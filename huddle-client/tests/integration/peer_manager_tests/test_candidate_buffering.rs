use huddle_core::{IceCandidate, ParticipantId, SdpType, SessionDescription};

use crate::integration::{PeerHarness, init_tracing};
use crate::utils::{MockCall, MockConnectionFactory};

#[tokio::test]
async fn test_early_candidates_flushed_once_in_order() {
    init_tracing();
    let mut h = PeerHarness::new("alice", MockConnectionFactory::silent()).await;
    let bob = ParticipantId::from("bob");

    h.manager.handle_peer_joined(bob.clone(), "Bob".into()).await;
    for c in ["candidate:1", "candidate:2", "candidate:3"] {
        h.manager
            .handle_remote_candidate(bob.clone(), IceCandidate::new(c))
            .await;
    }

    let record = h.factory.last_to(&bob);
    assert!(record.candidates().is_empty(), "applied before description");

    h.manager
        .handle_answer(bob.clone(), SessionDescription::answer("answer-b"))
        .await;
    h.manager
        .handle_remote_candidate(bob.clone(), IceCandidate::new("candidate:4"))
        .await;

    let calls = record.calls();
    let remote_at = calls
        .iter()
        .position(|c| c == &MockCall::SetRemote(SdpType::Answer))
        .expect("answer applied");
    let first_candidate = calls
        .iter()
        .position(|c| matches!(c, MockCall::AddCandidate(_)))
        .unwrap();
    assert!(first_candidate > remote_at);
    assert_eq!(
        record.candidates(),
        vec!["candidate:1", "candidate:2", "candidate:3", "candidate:4"]
    );
}

#[tokio::test]
async fn test_candidates_without_connection_are_dropped() {
    init_tracing();
    let mut h = PeerHarness::new("alice", MockConnectionFactory::silent()).await;

    h.manager
        .handle_remote_candidate(ParticipantId::from("ghost"), IceCandidate::new("candidate:1"))
        .await;

    assert_eq!(h.factory.created(), 0);
    assert!(h.take_events().is_empty());
}
mod test_candidate_buffering;
mod test_handshake_failures;
mod test_offer_on_peer_joined;
mod test_peer_left;
use anyhow::{Context, Result};
use clap::{Parser, Subcommand};
use colored::*;
use dialoguer::Input;
use huddle::client::{
    DeviceCapabilities, MediaConstraints, RoomSession, RtcConnectionFactory, SessionConfig,
    SessionEvent, SyntheticDevices, TransportConfig, WsConnector, spawn_sample_feed,
};
use huddle::relay::{Relay, RelayConfig};
use huddle::{ParticipantId, RoomId};
use std::net::SocketAddr;
use std::sync::Arc;
use std::time::Duration;
use tokio::sync::broadcast::error::RecvError;
use tracing::info;
use tracing_subscriber::EnvFilter;

#[derive(Parser)]
#[command(name = "huddle", version, about = "Full-mesh room calls over WebRTC")]
struct Cli {
    /// Log filter used when RUST_LOG is not set
    #[arg(long, global = true, default_value = "info")]
    log_level: String,

    #[command(subcommand)]
    command: Commands,
}

#[derive(Subcommand)]
enum Commands {
    /// Run the signaling relay
    Relay {
        #[arg(long, default_value = "0.0.0.0:8080")]
        bind: SocketAddr,

        /// Origin allowed to open a WebSocket; repeat for several. None means any.
        #[arg(long = "allowed-origin")]
        allowed_origins: Vec<String>,

        /// Messages queued per client before it is dropped
        #[arg(long, default_value_t = 256)]
        queue: usize,
    },

    /// Join a room as a headless participant with synthetic media
    Join {
        room: String,

        #[arg(long, default_value = "ws://127.0.0.1:8080")]
        relay: String,

        #[arg(short, long)]
        user: Option<String>,

        /// Display name; asked for when omitted
        #[arg(short, long)]
        name: Option<String>,

        /// Seconds a handshake may take; 0 waits forever
        #[arg(long, default_value_t = 30)]
        handshake_timeout: u64,

        #[arg(long)]
        audio_only: bool,

        /// ICE server URL; repeat for several. Defaults to public STUN servers.
        #[arg(long = "ice-server")]
        ice_servers: Vec<String>,
    },
}

#[tokio::main]
async fn main() -> Result<()> {
    let cli = Cli::parse();
    init_tracing(&cli.log_level);

    match cli.command {
        Commands::Relay {
            bind,
            allowed_origins,
            queue,
        } => {
            run_relay(RelayConfig {
                bind,
                allowed_origins,
                queue_capacity: queue,
            })
            .await
        }
        Commands::Join {
            room,
            relay,
            user,
            name,
            handshake_timeout,
            audio_only,
            ice_servers,
        } => {
            let user = user.unwrap_or_else(|| format!("guest-{}", RoomId::generate()));
            let name = match name {
                Some(name) => name,
                None => Input::<String>::new()
                    .with_prompt("Display name")
                    .default(user.clone())
                    .interact_text()
                    .context("Failed to read display name")?,
            };

            let mut transport = TransportConfig::default();
            if !ice_servers.is_empty() {
                transport.ice_servers = ice_servers;
            }
            let config = SessionConfig {
                constraints: if audio_only {
                    MediaConstraints::audio_only()
                } else {
                    MediaConstraints::default()
                },
                handshake_timeout: (handshake_timeout > 0)
                    .then(|| Duration::from_secs(handshake_timeout)),
                ..SessionConfig::default()
            };

            run_join(
                relay,
                RoomId::from(room),
                ParticipantId::from(user),
                name,
                config,
                transport,
            )
            .await
        }
    }
}

fn init_tracing(level: &str) {
    let filter = EnvFilter::try_from_default_env().unwrap_or_else(|_| EnvFilter::new(level));
    tracing_subscriber::fmt().with_env_filter(filter).init();
}

async fn run_relay(config: RelayConfig) -> Result<()> {
    let relay = Relay::bind(config).await?;
    println!(
        "{} {}",
        "Relay listening on".green().bold(),
        relay.local_addr()?.to_string().cyan()
    );

    relay
        .serve_with_shutdown(async {
            let _ = tokio::signal::ctrl_c().await;
            info!("Shutdown requested");
        })
        .await?;

    println!("{}", "Relay stopped".yellow());
    Ok(())
}

async fn run_join(
    relay: String,
    room: RoomId,
    user: ParticipantId,
    name: String,
    config: SessionConfig,
    transport: TransportConfig,
) -> Result<()> {
    let session = RoomSession::new(
        config,
        Arc::new(SyntheticDevices::new(DeviceCapabilities::default())),
        Arc::new(WsConnector::new(relay)),
        Arc::new(RtcConnectionFactory::new(transport)),
    );
    let mut events = session.subscribe();

    session
        .join(room.clone(), user.clone(), name.clone())
        .await
        .with_context(|| format!("Failed to join room {}", room))?;
    println!(
        "{} {} as {} ({})",
        "Joined".green().bold(),
        room.to_string().cyan(),
        name.bold(),
        user
    );
    println!("{}", "Press Ctrl-C to leave".dimmed());

    let media = session.local_media().await;
    for track in media.tracks() {
        println!("  {} {} ({})", "local".dimmed(), track.kind(), track.label());
    }
    let feed = spawn_sample_feed(media);

    loop {
        tokio::select! {
            _ = tokio::signal::ctrl_c() => break,
            event = events.recv() => match event {
                Ok(event) => {
                    print_event(&event);
                    if let SessionEvent::Error(err) = &event {
                        if err.is_session_fatal() {
                            break;
                        }
                    }
                }
                Err(RecvError::Lagged(skipped)) => {
                    println!("{}", format!("... {} events skipped", skipped).dimmed());
                }
                Err(RecvError::Closed) => break,
            },
        }
    }

    session.leave().await;
    let _ = feed.await;
    println!("{} {}", "Left".yellow().bold(), room);
    Ok(())
}

fn print_event(event: &SessionEvent) {
    match event {
        SessionEvent::UserJoined { participant, name } => {
            println!("{} {} ({})", "+".green().bold(), name.bold(), participant);
        }
        SessionEvent::UserLeft { participant, name } => {
            let name = name.as_deref().unwrap_or("unknown");
            println!("{} {} ({})", "-".red().bold(), name.bold(), participant);
        }
        SessionEvent::RemoteStreamAdded {
            participant,
            stream,
        } => {
            println!(
                "{} stream {} from {}",
                "▶".cyan(),
                stream.id(),
                participant.to_string().bold()
            );
        }
        SessionEvent::RemoteStreamRemoved { participant } => {
            println!("{} stream from {} ended", "■".yellow(), participant);
        }
        SessionEvent::PeerStateChanged { participant, state } => {
            println!("{}", format!("  {} is {}", participant, state).dimmed());
        }
        SessionEvent::Error(err) => {
            println!("{} {}", "error:".red().bold(), err);
        }
    }
}
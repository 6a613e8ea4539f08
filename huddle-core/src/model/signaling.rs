use crate::model::participant::ParticipantId;
use crate::model::room::RoomId;
use crate::model::sdp::{IceCandidate, SdpType, SessionDescription};
use serde::de::DeserializeOwned;
use serde::{Deserialize, Serialize};
use serde_json::Value;

pub const JOIN_ROOM: &str = "join-room";
pub const USER_JOINED: &str = "user-joined";
pub const USER_LEFT: &str = "user-left";
pub const OFFER: &str = "offer";
pub const ANSWER: &str = "answer";
pub const ICE_CANDIDATE: &str = "ice-candidate";
pub const ERROR: &str = "error";

#[derive(Debug, thiserror::Error)]
pub enum DecodeError {
    #[error("malformed signaling envelope: {0}")]
    Json(#[from] serde_json::Error),

    #[error("unknown signaling message type '{0}'")]
    UnknownType(String),

    #[error("'{0}' message carries no data")]
    MissingData(&'static str),

    #[error("invalid '{kind}' payload: {source}")]
    InvalidPayload {
        kind: &'static str,
        source: serde_json::Error,
    },

    #[error("'{kind}' message carries a description of type '{found}'")]
    DescriptionMismatch { kind: &'static str, found: SdpType },
}

impl DecodeError {
    /// Message type whose payload was rejected, when the type was known.
    pub fn kind(&self) -> Option<&'static str> {
        match self {
            DecodeError::MissingData(kind)
            | DecodeError::InvalidPayload { kind, .. }
            | DecodeError::DescriptionMismatch { kind, .. } => Some(*kind),
            DecodeError::Json(_) | DecodeError::UnknownType(_) => None,
        }
    }
}

/// Someone entering or leaving a room.
#[derive(Debug, Clone, Serialize, Deserialize, PartialEq, Eq)]
pub struct Presence {
    #[serde(rename = "user_id")]
    pub participant: ParticipantId,
    pub name: String,
}

#[derive(Debug, Clone, PartialEq, Eq)]
pub enum SignalMessage {
    JoinRoom {
        room: RoomId,
        participant: ParticipantId,
        name: String,
    },
    UserJoined(Presence),
    UserLeft(Presence),
    Offer {
        target: ParticipantId,
        description: SessionDescription,
    },
    Answer {
        target: ParticipantId,
        description: SessionDescription,
    },
    IceCandidate {
        target: ParticipantId,
        candidate: IceCandidate,
    },
    Error(String),
}

impl SignalMessage {
    pub fn kind(&self) -> &'static str {
        match self {
            SignalMessage::JoinRoom { .. } => JOIN_ROOM,
            SignalMessage::UserJoined(_) => USER_JOINED,
            SignalMessage::UserLeft(_) => USER_LEFT,
            SignalMessage::Offer { .. } => OFFER,
            SignalMessage::Answer { .. } => ANSWER,
            SignalMessage::IceCandidate { .. } => ICE_CANDIDATE,
            SignalMessage::Error(_) => ERROR,
        }
    }

    /// Recipient of a peer-to-peer message, if it is one.
    pub fn target(&self) -> Option<&ParticipantId> {
        match self {
            SignalMessage::Offer { target, .. }
            | SignalMessage::Answer { target, .. }
            | SignalMessage::IceCandidate { target, .. } => Some(target),
            _ => None,
        }
    }
}

/// A signaling message plus the routing fields the relay stamps on it.
#[derive(Debug, Clone, PartialEq, Eq)]
pub struct Envelope {
    pub room: Option<RoomId>,
    pub sender: Option<ParticipantId>,
    pub message: SignalMessage,
}

#[derive(Serialize, Deserialize)]
struct WireEnvelope {
    #[serde(rename = "type")]
    kind: String,
    #[serde(default, skip_serializing_if = "Option::is_none")]
    room_id: Option<String>,
    #[serde(default, skip_serializing_if = "Option::is_none")]
    user_id: Option<String>,
    #[serde(default, skip_serializing_if = "Option::is_none")]
    data: Option<Value>,
    #[serde(default, skip_serializing_if = "Option::is_none")]
    error: Option<String>,
}

#[derive(Serialize, Deserialize)]
struct JoinRoomData {
    room_id: RoomId,
    user_id: ParticipantId,
    name: String,
}

#[derive(Serialize, Deserialize)]
struct DescriptionData {
    sdp: String,
    #[serde(rename = "type")]
    sdp_type: SdpType,
    target: ParticipantId,
}

#[derive(Serialize, Deserialize)]
struct CandidateData {
    candidate: String,
    #[serde(rename = "sdpMid", default)]
    sdp_mid: Option<String>,
    #[serde(rename = "sdpMLineIndex", default)]
    sdp_m_line_index: Option<u16>,
    target: ParticipantId,
}

#[derive(Deserialize)]
struct ErrorData {
    error: String,
}

impl Envelope {
    pub fn new(message: SignalMessage) -> Self {
        Self {
            room: None,
            sender: None,
            message,
        }
    }

    pub fn with_sender(mut self, sender: ParticipantId) -> Self {
        self.sender = Some(sender);
        self
    }

    pub fn with_room(mut self, room: RoomId) -> Self {
        self.room = Some(room);
        self
    }

    pub fn encode(&self) -> Result<String, serde_json::Error> {
        let mut wire = WireEnvelope {
            kind: self.message.kind().to_owned(),
            room_id: self.room.as_ref().map(|r| r.0.clone()),
            user_id: self.sender.as_ref().map(|p| p.0.clone()),
            data: None,
            error: None,
        };

        match &self.message {
            SignalMessage::JoinRoom {
                room,
                participant,
                name,
            } => {
                wire.data = Some(serde_json::to_value(JoinRoomData {
                    room_id: room.clone(),
                    user_id: participant.clone(),
                    name: name.clone(),
                })?);
            }
            SignalMessage::UserJoined(presence) | SignalMessage::UserLeft(presence) => {
                wire.data = Some(serde_json::to_value(presence)?);
            }
            SignalMessage::Offer {
                target,
                description,
            }
            | SignalMessage::Answer {
                target,
                description,
            } => {
                wire.data = Some(serde_json::to_value(DescriptionData {
                    sdp: description.sdp.clone(),
                    sdp_type: description.sdp_type,
                    target: target.clone(),
                })?);
            }
            SignalMessage::IceCandidate { target, candidate } => {
                wire.data = Some(serde_json::to_value(CandidateData {
                    candidate: candidate.candidate.clone(),
                    sdp_mid: candidate.sdp_mid.clone(),
                    sdp_m_line_index: candidate.sdp_m_line_index,
                    target: target.clone(),
                })?);
            }
            SignalMessage::Error(error) => {
                wire.error = Some(error.clone());
            }
        }

        serde_json::to_string(&wire)
    }

    pub fn decode(text: &str) -> Result<Self, DecodeError> {
        let wire: WireEnvelope = serde_json::from_str(text)?;

        let message = match wire.kind.as_str() {
            JOIN_ROOM => {
                let data: JoinRoomData = payload(JOIN_ROOM, wire.data)?;
                SignalMessage::JoinRoom {
                    room: data.room_id,
                    participant: data.user_id,
                    name: data.name,
                }
            }
            USER_JOINED => SignalMessage::UserJoined(payload(USER_JOINED, wire.data)?),
            USER_LEFT => SignalMessage::UserLeft(payload(USER_LEFT, wire.data)?),
            OFFER => {
                let data: DescriptionData = payload(OFFER, wire.data)?;
                if data.sdp_type != SdpType::Offer {
                    return Err(DecodeError::DescriptionMismatch {
                        kind: OFFER,
                        found: data.sdp_type,
                    });
                }
                SignalMessage::Offer {
                    target: data.target,
                    description: SessionDescription::offer(data.sdp),
                }
            }
            ANSWER => {
                let data: DescriptionData = payload(ANSWER, wire.data)?;
                if data.sdp_type != SdpType::Answer {
                    return Err(DecodeError::DescriptionMismatch {
                        kind: ANSWER,
                        found: data.sdp_type,
                    });
                }
                SignalMessage::Answer {
                    target: data.target,
                    description: SessionDescription::answer(data.sdp),
                }
            }
            ICE_CANDIDATE => {
                let data: CandidateData = payload(ICE_CANDIDATE, wire.data)?;
                SignalMessage::IceCandidate {
                    target: data.target,
                    candidate: IceCandidate {
                        candidate: data.candidate,
                        sdp_mid: data.sdp_mid,
                        sdp_m_line_index: data.sdp_m_line_index,
                    },
                }
            }
            ERROR => match wire.error {
                Some(error) => SignalMessage::Error(error),
                None => {
                    let data: ErrorData = payload(ERROR, wire.data)?;
                    SignalMessage::Error(data.error)
                }
            },
            other => return Err(DecodeError::UnknownType(other.to_owned())),
        };

        Ok(Self {
            room: wire.room_id.map(RoomId),
            sender: wire.user_id.map(ParticipantId),
            message,
        })
    }
}

fn payload<T: DeserializeOwned>(kind: &'static str, data: Option<Value>) -> Result<T, DecodeError> {
    let data = data.ok_or(DecodeError::MissingData(kind))?;
    serde_json::from_value(data).map_err(|source| DecodeError::InvalidPayload { kind, source })
}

◆ ◆ ◆ ◆ ◆

* [Work instructions]: All lines above that include the word "RoomSession" must be copied into the answer.

* [Expected answer]:
    DeviceCapabilities, MediaConstraints, RoomSession, RtcConnectionFactory, SessionConfig,
    let session = RoomSession::new(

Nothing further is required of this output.